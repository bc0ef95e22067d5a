// src/subscribe/scheduler.rs
//! Background tick loop over the subscription store. Every tick asks the
//! store for due subscriptions and runs each on its own task, so one slow
//! run never delays the next tick. A run always advances `last_run`, even
//! when crawling or delivery failed; redelivery goes through the manual
//! trigger path instead of a retry storm.

use std::collections::{HashMap, HashSet};
use std::sync::{Arc, Mutex};
use std::time::Duration;

use chrono::{DateTime, FixedOffset, Local, Utc};
use metrics::counter;
use sha2::{Digest, Sha256};
use thiserror::Error;
use tokio::sync::watch;
use tokio::task::JoinHandle;
use tokio::time::MissedTickBehavior;
use tracing::{error, info, warn};

use super::store::{StoreError, SubscriptionStore};
use super::Subscription;
use crate::controller::Controller;
use crate::notify::{digest_subject, Notifier};
use crate::process::{FilteredResult, ResultProcessor, SourceResults};

#[derive(Debug, Clone)]
pub struct SchedulerCfg {
    pub tick: Duration,
}

impl Default for SchedulerCfg {
    fn default() -> Self {
        Self {
            tick: Duration::from_secs(60),
        }
    }
}

#[derive(Debug, Error)]
pub enum TriggerError {
    #[error("no subscription `{id}` for `{email}`")]
    NotFound { email: String, id: String },
    #[error(transparent)]
    Store(#[from] StoreError),
}

/// Cheap-to-clone handle; all clones share one scheduler state.
#[derive(Clone)]
pub struct Scheduler {
    inner: Arc<Inner>,
}

struct Inner {
    store: Arc<dyn SubscriptionStore>,
    controller: Arc<Controller>,
    processor: Arc<ResultProcessor>,
    notifier: Arc<dyn Notifier>,
    cfg: SchedulerCfg,
    /// Per-subscription digests of already-notified items. In-process only;
    /// a restart may redeliver once, which at-least-once delivery allows.
    seen: Mutex<HashMap<String, HashSet<String>>>,
    /// Subscriptions currently running, so overlapping ticks cannot
    /// double-trigger one record.
    in_flight: Mutex<HashSet<String>>,
}

impl Scheduler {
    pub fn new(
        store: Arc<dyn SubscriptionStore>,
        controller: Arc<Controller>,
        processor: Arc<ResultProcessor>,
        notifier: Arc<dyn Notifier>,
        cfg: SchedulerCfg,
    ) -> Self {
        Self {
            inner: Arc::new(Inner {
                store,
                controller,
                processor,
                notifier,
                cfg,
                seen: Mutex::new(HashMap::new()),
                in_flight: Mutex::new(HashSet::new()),
            }),
        }
    }

    /// Spawn the tick loop. The returned handle owns the lifecycle; dropping
    /// it without `stop` leaves the loop running detached.
    pub fn start(&self) -> SchedulerHandle {
        let (shutdown_tx, mut shutdown_rx) = watch::channel(false);
        let scheduler = self.clone();
        let handle = tokio::spawn(async move {
            let mut ticker = tokio::time::interval(scheduler.inner.cfg.tick);
            ticker.set_missed_tick_behavior(MissedTickBehavior::Skip);
            info!(target: "subscribe", tick = ?scheduler.inner.cfg.tick, "scheduler started");
            loop {
                tokio::select! {
                    _ = ticker.tick() => {
                        let now = Local::now().fixed_offset();
                        scheduler.tick(now).await;
                    }
                    changed = shutdown_rx.changed() => {
                        if changed.is_err() || *shutdown_rx.borrow() {
                            break;
                        }
                    }
                }
            }
            info!(target: "subscribe", "scheduler stopped");
        });
        SchedulerHandle {
            shutdown: shutdown_tx,
            handle,
        }
    }

    /// One due-check pass. Public so tests can drive the clock themselves.
    /// Returns how many subscription runs were dispatched.
    pub async fn tick(&self, now: DateTime<FixedOffset>) -> usize {
        let due = match self.inner.store.list_due(now).await {
            Ok(due) => due,
            Err(e) => {
                counter!("scheduler_store_errors_total").increment(1);
                error!(target: "subscribe", error = %e, "due listing failed, tick skipped");
                return 0;
            }
        };

        let mut dispatched = 0;
        for sub in due {
            {
                let mut in_flight = self
                    .inner
                    .in_flight
                    .lock()
                    .expect("in-flight lock poisoned");
                if !in_flight.insert(sub.id.clone()) {
                    continue;
                }
            }
            dispatched += 1;
            counter!("scheduler_runs_total").increment(1);
            let this = self.clone();
            tokio::spawn(async move {
                let id = sub.id.clone();
                this.run_due(sub, now.with_timezone(&Utc)).await;
                this.inner
                    .in_flight
                    .lock()
                    .expect("in-flight lock poisoned")
                    .remove(&id);
            });
        }
        dispatched
    }

    /// Scheduled run: crawl, filter, suppress already-seen items, deliver,
    /// then advance `last_run` unconditionally.
    async fn run_due(&self, sub: Subscription, now: DateTime<Utc>) {
        info!(target: "subscribe", id = %sub.id, email = %sub.email, "subscription due");

        match self.execute(&sub).await {
            Some(result) => {
                let fresh = self.retain_unseen(&sub.id, result);
                if fresh.total_count > 0 {
                    self.deliver(&sub, &fresh).await;
                } else {
                    info!(target: "subscribe", id = %sub.id, "no new results, nothing delivered");
                }
            }
            None => {
                counter!("scheduler_run_failures_total").increment(1);
            }
        }

        self.mark_ran(sub, now).await;
    }

    /// Manual run for the test/retrigger path: bypasses the due-check and
    /// the seen-set, delivers best-effort, returns the full result. The
    /// `last_run` update follows normal run completion.
    pub async fn trigger(&self, email: &str, id: &str) -> Result<FilteredResult, TriggerError> {
        let sub = self
            .inner
            .store
            .find(email, id)
            .await?
            .ok_or_else(|| TriggerError::NotFound {
                email: email.to_string(),
                id: id.to_string(),
            })?;

        let result = self.execute(&sub).await.unwrap_or_default();
        if result.total_count > 0 {
            self.deliver(&sub, &result).await;
        }
        self.mark_ran(sub, Utc::now()).await;
        Ok(result)
    }

    /// Orchestrate + filter one subscription query. `None` means the
    /// controller rejected the query (a source has been unregistered since
    /// the subscription was created).
    async fn execute(&self, sub: &Subscription) -> Option<FilteredResult> {
        match self.inner.controller.run(&sub.query).await {
            Ok(bundle) => Some(self.inner.processor.process(&sub.query, &bundle).await),
            Err(e) => {
                warn!(target: "subscribe", id = %sub.id, error = %e, "subscription query rejected");
                None
            }
        }
    }

    async fn deliver(&self, sub: &Subscription, result: &FilteredResult) {
        let subject = digest_subject(sub.query.keywords(), result.total_count);
        match self.inner.notifier.send(&sub.email, &subject, result).await {
            Ok(()) => {
                self.mark_seen(&sub.id, result);
                info!(
                    target: "subscribe",
                    id = %sub.id,
                    results = result.total_count,
                    "digest delivered"
                );
            }
            Err(e) => {
                counter!("scheduler_delivery_failures_total").increment(1);
                warn!(target: "subscribe", id = %sub.id, error = %e, "delivery failed");
            }
        }
    }

    async fn mark_ran(&self, mut sub: Subscription, now: DateTime<Utc>) {
        sub.last_run = Some(now);
        if let Err(e) = self.inner.store.put(sub.clone()).await {
            counter!("scheduler_store_errors_total").increment(1);
            error!(target: "subscribe", id = %sub.id, error = %e, "failed to persist last_run");
        }
    }

    /// Drop items this subscription was already notified about and rebuild
    /// the counts around the survivors.
    fn retain_unseen(&self, sub_id: &str, result: FilteredResult) -> FilteredResult {
        let seen = self.inner.seen.lock().expect("seen lock poisoned");
        let Some(known) = seen.get(sub_id) else {
            return result;
        };

        let mut results_by_source = Vec::with_capacity(result.results_by_source.len());
        for source in result.results_by_source {
            let fresh: Vec<_> = source
                .results
                .into_iter()
                .filter(|r| !known.contains(&item_digest(&r.raw.source, &r.raw.url)))
                .collect();
            if !fresh.is_empty() {
                results_by_source.push(SourceResults {
                    source: source.source,
                    results: fresh,
                });
            }
        }
        let total_count = results_by_source.iter().map(|s| s.results.len()).sum();
        FilteredResult {
            results_by_source,
            total_count,
            summary: result.summary,
        }
    }

    fn mark_seen(&self, sub_id: &str, result: &FilteredResult) {
        let mut seen = self.inner.seen.lock().expect("seen lock poisoned");
        let known = seen.entry(sub_id.to_string()).or_default();
        for source in &result.results_by_source {
            for item in &source.results {
                known.insert(item_digest(&item.raw.source, &item.raw.url));
            }
        }
    }
}

/// Stable digest of one delivered item, keyed by (source, url).
fn item_digest(source: &str, url: &str) -> String {
    let mut hasher = Sha256::new();
    hasher.update(source.as_bytes());
    hasher.update(b"|");
    hasher.update(url.as_bytes());
    let digest = hasher.finalize();
    let mut out = String::with_capacity(16);
    for b in digest.iter().take(8) {
        use std::fmt::Write as _;
        let _ = write!(&mut out, "{b:02x}");
    }
    out
}

pub struct SchedulerHandle {
    shutdown: watch::Sender<bool>,
    handle: JoinHandle<()>,
}

impl SchedulerHandle {
    pub async fn stop(self) {
        let _ = self.shutdown.send(true);
        let _ = self.handle.await;
    }
}

#[cfg(test)]
mod tests {
    use super::*;

    #[test]
    fn item_digest_is_stable_and_pair_sensitive() {
        let a = item_digest("google", "https://a.example");
        assert_eq!(a, item_digest("google", "https://a.example"));
        assert_ne!(a, item_digest("reddit", "https://a.example"));
        assert_eq!(a.len(), 16);
    }
}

——

Check each line of the entries for "SourceResults" and copy those that have it.

(EXERCISE RESULT)
use crate::process::{FilteredResult, ResultProcessor, SourceResults};
                results_by_source.push(SourceResults {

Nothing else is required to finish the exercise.